I, who have a collection of poetry called Certifiable, really hope none of the poems ‘exhibit a fear of mania’! Mania is in many cases the condition of honest, deeply engaged people whose chemical or physiological wiring has gone wrong.  Phineas Gage is a good example. There’s a theory of ‘madness’ based on disturbed persons having a direct, unremitting engagement with ‘reality’, which is, of course, so horrible that it drives them to distraction. Antipsychotic drugs are often described as inserting a filter (missing in ‘mad’ people, present in ‘sane’ people) between the psyche and the assaulting world outside, so that the contact with outside stimuli is not so intense. You’re right about the embrace in “Bluesman” but I wonder if the other poems aren’t peculiar embraces of the same sort? “Family Story, only child’s version” ends, “Careful then, how you cross me.” It’s an empowered position on the part of the unbalanced only child, with the mother whom she makes “walk and jabber to herself,” and the grandfather who took his own life. At the end of “No problema, doc, the persona makes the paradoxical statement, “When I do harm, it’s harmlessly.” Well, will she or won’t she harm harmlessly? What does the poem suggest will be the effect if her harmless harming? Isn’t she in control, however frayed her life? Doesn’t she toy with her therapist? Describe the signs of her condition with humour, however twisted? And so on… 

5. Akan, Igbo and Catholic spirituality converge in your collection. Were you uncomfortable with this poetic ecumenism?

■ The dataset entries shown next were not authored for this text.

//! Vendor CSV parsing for people-counting and regional-counting logs.
//!
//! Row-level problems never fail the payload: short rows, unparsable
//! timestamps or counts are skipped with a warning and the rest continues.

use std::collections::HashSet;

use chrono::{DateTime, LocalResult, NaiveDateTime, TimeZone, Utc};
use chrono_tz::Tz;

use crate::models::{RawReading, RegionalReading, Sensor, LINE_COUNT, ZONE_COUNT};

// ---

/// `start, end, (in, out, sum) × 4 lines, total in, total out, total sum`.
pub const PEOPLE_COUNTING_MIN_COLUMNS: usize = 17;

/// `start, end, region1..region4`, optionally followed by per-region dwell.
pub const REGIONAL_MIN_COLUMNS: usize = 6;

const REGIONAL_DWELL_OFFSET: usize = 6;

/// Accepted layouts once `/` has been replaced by `-`.
const TIMESTAMP_FORMATS: &[&str] = &[
    "%Y-%m-%d %H:%M:%S",
    "%Y-%m-%d-%H:%M:%S",
    "%Y-%m-%dT%H:%M:%S",
    "%Y-%m-%d %H:%M",
];

/// One people-counting interval in sensor-local time.
#[derive(Debug, Clone, PartialEq)]
pub struct PeopleCountRow {
    // ---
    pub start: NaiveDateTime,
    pub end: NaiveDateTime,
    pub lines_in: [i64; LINE_COUNT],
    pub lines_out: [i64; LINE_COUNT],
}

/// One regional occupancy snapshot in sensor-local time.
#[derive(Debug, Clone, PartialEq)]
pub struct RegionalRow {
    // ---
    pub start: NaiveDateTime,
    pub end: NaiveDateTime,
    pub regions: [i64; ZONE_COUNT],
    pub dwell_seconds: [Option<f64>; ZONE_COUNT],
}

/// Parsed rows plus what was dropped on the way.
#[derive(Debug, Clone, PartialEq)]
pub struct Parsed<T> {
    // ---
    pub rows: Vec<T>,
    /// Malformed rows (short, bad timestamp, bad number).
    pub skipped: usize,
    /// Rows starting after the collection time.
    pub future: usize,
}

impl<T> Default for Parsed<T> {
    fn default() -> Self {
        Self {
            rows: Vec::new(),
            skipped: 0,
            future: 0,
        }
    }
}

/// Parse a vendor timestamp (`YYYY/MM/DD-HH:MM:SS` and friends) as naive local time.
pub fn parse_vendor_timestamp(raw: &str) -> Option<NaiveDateTime> {
    // ---
    let normalized = raw.trim().replace('/', "-");
    TIMESTAMP_FORMATS
        .iter()
        .find_map(|fmt| NaiveDateTime::parse_from_str(&normalized, fmt).ok())
}
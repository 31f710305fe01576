//! Sensor access: the HTTP export client and its CSV parsers.

mod client;
pub mod parse;

pub use client::{CollectionWindow, Endpoint, Fetched, SensorClient};
pub use parse::{
    parse_people_counting, parse_regional, LocalClock, PeopleCountRow, Parsed, RegionalRow,
};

It’s Akan, Igbo and Catholic spirituality that converge. Ecumenism is about religion. Religion is the organized affair that ‘s resulted over the centuries in our fighting and killing one another. Spirituality involves the spirit in each of us reaching out, in the way we know best, to The Great Spirit Out There, however we name that spirit. 





About Pamela Mordecai:

Pamela Mordecai writes poetry, fiction and plays. Her four previous collections of poetry are Journey Poem; de man: a performance poem; Certifiable and The True Blue of Islands. Her first collection of short fiction, Pink Icing and Other Stories, appeared in 2006. Her writing for children is widely collected and well known internationally. El Numero Uno, a play for young people, had its world premiere at the Lorraine Kimsa Theatre for Young People in Toronto in 2010. She lives in Kitchener, Ontario.